• [Task goal] I would like you to restate each record word for word.

---- Material for this exercise

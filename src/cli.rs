// src/cli.rs

use clap::Parser;
use std::path::{Path, PathBuf};

use crate::config::{AppConfig, LoggingConfig, default_config_path};
use crate::directory_service::{DirectoryClient, DirectoryError, HttpDirectoryClient};
use crate::logging::init_logging;
use crate::mfa_default::{MfaDefaultSetter, SetDefaultOutcome};
use crate::models::{MfaMethodType, UnknownMethodType, mfa::default_method};

// === CLI ===

#[derive(Parser)]
#[command(name = "mfa-default")]
#[command(author, version, about = "Смена метода MFA по умолчанию у учётных записей каталога", long_about = None)]
pub struct Cli {
    /// Путь к config.yaml (по умолчанию ~/.config/mfa-default/config.yaml)
    #[arg(short, long, global = true)]
    pub config: Option<PathBuf>,

    #[command(subcommand)]
    pub command: Command,
}

#[derive(clap::Subcommand)]
pub enum Command {
    #[command(flatten)]
    Directory(DirectoryCommand),
    /// Создать шаблон конфигурации
    InitConfig {
        path: Option<PathBuf>,
        #[arg(long)]
        force: bool,
    },
}

/// Команды, которым нужна сессия каталога
#[derive(clap::Subcommand)]
pub enum DirectoryCommand {
    /// Назначить метод MFA по умолчанию
    SetDefault {
        /// PhoneAppNotification, OneWaySMS, TwoWayVoiceMobile или PhoneAppOTP
        #[arg(short, long, value_parser = parse_method_type)]
        method: MfaMethodType,
        /// UPN пользователей
        #[arg(required_unless_present = "users_file")]
        users: Vec<String>,
        /// Файл со списком UPN, по одному в строке
        #[arg(long)]
        users_file: Option<PathBuf>,
    },
    /// Показать методы MFA пользователя
    Show {
        user: String,
        #[arg(short, long)]
        json: bool,
    },
}

impl Cli {
    pub async fn run(self) -> Result<(), Box<dyn std::error::Error>> {
        match self.command {
            Command::InitConfig { path, force } => {
                init_logging(&LoggingConfig::default()).ok();
                handle_init_config(path.or(self.config), force)
            }
            Command::Directory(command) => {
                run_against_directory(self.config.as_deref(), command).await
            }
        }
    }
}

async fn run_against_directory(
    config_path: Option<&Path>,
    mut command: DirectoryCommand,
) -> Result<(), Box<dyn std::error::Error>> {
    // Файл со списком читаем до подключения, чтобы не получать токен зря
    if let DirectoryCommand::SetDefault {
        users,
        users_file: Some(path),
        ..
    } = &mut command
    {
        users.extend(read_users_file(path)?);
    }

    let config = AppConfig::load(config_path)?;
    init_logging(&config.logging).map_err(|e| e.to_string())?;

    let credential = config.credential.into_credential()?;
    let client = HttpDirectoryClient::connect(&config.directory, credential).await?;
    let setter = MfaDefaultSetter::new(client);

    match command {
        DirectoryCommand::SetDefault { method, users, .. } => {
            handle_set_default(&setter, &users, &method).await
        }
        DirectoryCommand::Show { user, json } => handle_show(&setter, &user, json).await,
    }
}

// From<String> принимает любое значение, а здесь нужны только известные типы
fn parse_method_type(s: &str) -> Result<MfaMethodType, UnknownMethodType> {
    s.parse()
}

/// Прочитать UPN из файла: пустые строки и `#`-комментарии пропускаются
pub fn read_users_file(path: &Path) -> Result<Vec<String>, std::io::Error> {
    let content = std::fs::read_to_string(path)?;
    Ok(parse_users(&content))
}

fn parse_users(content: &str) -> Vec<String> {
    content
        .lines()
        .map(str::trim)
        .filter(|line| !line.is_empty() && !line.starts_with('#'))
        .map(str::to_string)
        .collect()
}

// === Обработчики ===

async fn handle_set_default<C: DirectoryClient>(
    setter: &MfaDefaultSetter<C>,
    principals: &[String],
    method: &MfaMethodType,
) -> Result<(), Box<dyn std::error::Error>> {
    let mut failed = 0usize;

    for principal in principals {
        match setter.set_default_method(principal, method).await {
            Ok(SetDefaultOutcome::Updated { .. }) => {
                println!("✅ {}: метод по умолчанию — {}", principal, method);
            }
            Ok(SetDefaultOutcome::NotConfigured { .. }) => {
                println!("⚠️  {}: метод {} не настроен, изменений нет", principal, method);
            }
            // Сессия недействительна — дальше идти бессмысленно
            Err(e @ DirectoryError::Auth(_)) => return Err(e.into()),
            Err(e) => {
                failed += 1;
                eprintln!("❌ {}: {}", principal, e);
            }
        }
    }

    if failed > 0 {
        return Err(format!("{} of {} accounts failed", failed, principals.len()).into());
    }
    Ok(())
}

async fn handle_show<C: DirectoryClient>(
    setter: &MfaDefaultSetter<C>,
    user: &str,
    json: bool,
) -> Result<(), Box<dyn std::error::Error>> {
    let methods = setter.methods(user).await?;

    if json {
        println!("{}", serde_json::to_string_pretty(&methods)?);
        return Ok(());
    }

    if methods.is_empty() {
        println!("У пользователя {} нет методов MFA", user);
        return Ok(());
    }

    for method in &methods {
        let marker = if method.is_default { "*" } else { " " };
        println!("{} {}", marker, method.method_type);
    }
    if default_method(&methods).is_none() {
        println!("(метод по умолчанию не выбран)");
    }
    Ok(())
}

fn handle_init_config(path: Option<PathBuf>, force: bool) -> Result<(), Box<dyn std::error::Error>> {
    let path = path
        .or_else(default_config_path)
        .ok_or("Cannot determine config directory, pass a path")?;

    if path.exists() && !force {
        return Err(format!("{} already exists, use --force to overwrite", path.display()).into());
    }

    AppConfig::template().save(&path)?;
    println!("✅ Шаблон конфигурации создан: {}", path.display());
    println!("   Секреты задаются через MFA_DEFAULT_CREDENTIAL__CLIENT_SECRET или .env");
    Ok(())
}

--------

• [Expected answer]
filename src/cli.rs
// src/cli.rs

use clap::Parser;
use std::path::{Path, PathBuf};

use crate::config::{AppConfig, LoggingConfig, default_config_path};
use crate::directory_service::{DirectoryClient, DirectoryError, HttpDirectoryClient};
use crate::logging::init_logging;
use crate::mfa_default::{MfaDefaultSetter, SetDefaultOutcome};
use crate::models::{MfaMethodType, UnknownMethodType, mfa::default_method};

// === CLI ===

#[derive(Parser)]
#[command(name = "mfa-default")]
#[command(author, version, about = "Смена метода MFA по умолчанию у учётных записей каталога", long_about = None)]
pub struct Cli {
    /// Путь к config.yaml (по умолчанию ~/.config/mfa-default/config.yaml)
    #[arg(short, long, global = true)]
    pub config: Option<PathBuf>,

    #[command(subcommand)]
    pub command: Command,
}

#[derive(clap::Subcommand)]
pub enum Command {
    #[command(flatten)]
    Directory(DirectoryCommand),
    /// Создать шаблон конфигурации
    InitConfig {
        path: Option<PathBuf>,
        #[arg(long)]
        force: bool,
    },
}

/// Команды, которым нужна сессия каталога
#[derive(clap::Subcommand)]
pub enum DirectoryCommand {
    /// Назначить метод MFA по умолчанию
    SetDefault {
        /// PhoneAppNotification, OneWaySMS, TwoWayVoiceMobile или PhoneAppOTP
        #[arg(short, long, value_parser = parse_method_type)]
        method: MfaMethodType,
        /// UPN пользователей
        #[arg(required_unless_present = "users_file")]
        users: Vec<String>,
        /// Файл со списком UPN, по одному в строке
        #[arg(long)]
        users_file: Option<PathBuf>,
    },
    /// Показать методы MFA пользователя
    Show {
        user: String,
        #[arg(short, long)]
        json: bool,
    },
}

impl Cli {
    pub async fn run(self) -> Result<(), Box<dyn std::error::Error>> {
        match self.command {
            Command::InitConfig { path, force } => {
                init_logging(&LoggingConfig::default()).ok();
                handle_init_config(path.or(self.config), force)
            }
            Command::Directory(command) => {
                run_against_directory(self.config.as_deref(), command).await
            }
        }
    }
}

async fn run_against_directory(
    config_path: Option<&Path>,
    mut command: DirectoryCommand,
) -> Result<(), Box<dyn std::error::Error>> {
    // Файл со списком читаем до подключения, чтобы не получать токен зря
    if let DirectoryCommand::SetDefault {
        users,
        users_file: Some(path),
        ..
    } = &mut command
    {
        users.extend(read_users_file(path)?);
    }

    let config = AppConfig::load(config_path)?;
    init_logging(&config.logging).map_err(|e| e.to_string())?;

    let credential = config.credential.into_credential()?;
    let client = HttpDirectoryClient::connect(&config.directory, credential).await?;
    let setter = MfaDefaultSetter::new(client);

    match command {
        DirectoryCommand::SetDefault { method, users, .. } => {
            handle_set_default(&setter, &users, &method).await
        }
        DirectoryCommand::Show { user, json } => handle_show(&setter, &user, json).await,
    }
}

// From<String> принимает любое значение, а здесь нужны только известные типы
fn parse_method_type(s: &str) -> Result<MfaMethodType, UnknownMethodType> {
    s.parse()
}

/// Прочитать UPN из файла: пустые строки и `#`-комментарии пропускаются
pub fn read_users_file(path: &Path) -> Result<Vec<String>, std::io::Error> {
    let content = std::fs::read_to_string(path)?;
    Ok(parse_users(&content))
}

fn parse_users(content: &str) -> Vec<String> {
    content
        .lines()
        .map(str::trim)
        .filter(|line| !line.is_empty() && !line.starts_with('#'))
        .map(str::to_string)
        .collect()
}

// === Обработчики ===

async fn handle_set_default<C: DirectoryClient>(
    setter: &MfaDefaultSetter<C>,
    principals: &[String],
    method: &MfaMethodType,
) -> Result<(), Box<dyn std::error::Error>> {
    let mut failed = 0usize;

    for principal in principals {
        match setter.set_default_method(principal, method).await {
            Ok(SetDefaultOutcome::Updated { .. }) => {
                println!("✅ {}: метод по умолчанию — {}", principal, method);
            }
            Ok(SetDefaultOutcome::NotConfigured { .. }) => {
                println!("⚠️  {}: метод {} не настроен, изменений нет", principal, method);
            }
            // Сессия недействительна — дальше идти бессмысленно
            Err(e @ DirectoryError::Auth(_)) => return Err(e.into()),
            Err(e) => {
                failed += 1;
                eprintln!("❌ {}: {}", principal, e);
            }
        }
    }

    if failed > 0 {
        return Err(format!("{} of {} accounts failed", failed, principals.len()).into());
    }
    Ok(())
}

async fn handle_show<C: DirectoryClient>(
    setter: &MfaDefaultSetter<C>,
    user: &str,
    json: bool,
) -> Result<(), Box<dyn std::error::Error>> {
    let methods = setter.methods(user).await?;

    if json {
        println!("{}", serde_json::to_string_pretty(&methods)?);
        return Ok(());
    }

    if methods.is_empty() {
        println!("У пользователя {} нет методов MFA", user);
        return Ok(());
    }

    for method in &methods {
        let marker = if method.is_default { "*" } else { " " };
        println!("{} {}", marker, method.method_type);
    }
    if default_method(&methods).is_none() {
        println!("(метод по умолчанию не выбран)");
    }
    Ok(())
}

fn handle_init_config(path: Option<PathBuf>, force: bool) -> Result<(), Box<dyn std::error::Error>> {
    let path = path
        .or_else(default_config_path)
        .ok_or("Cannot determine config directory, pass a path")?;

    if path.exists() && !force {
        return Err(format!("{} already exists, use --force to overwrite", path.display()).into());
    }

    AppConfig::template().save(&path)?;
    println!("✅ Шаблон конфигурации создан: {}", path.display());
    println!("   Секреты задаются через MFA_DEFAULT_CREDENTIAL__CLIENT_SECRET или .env");
    Ok(())
}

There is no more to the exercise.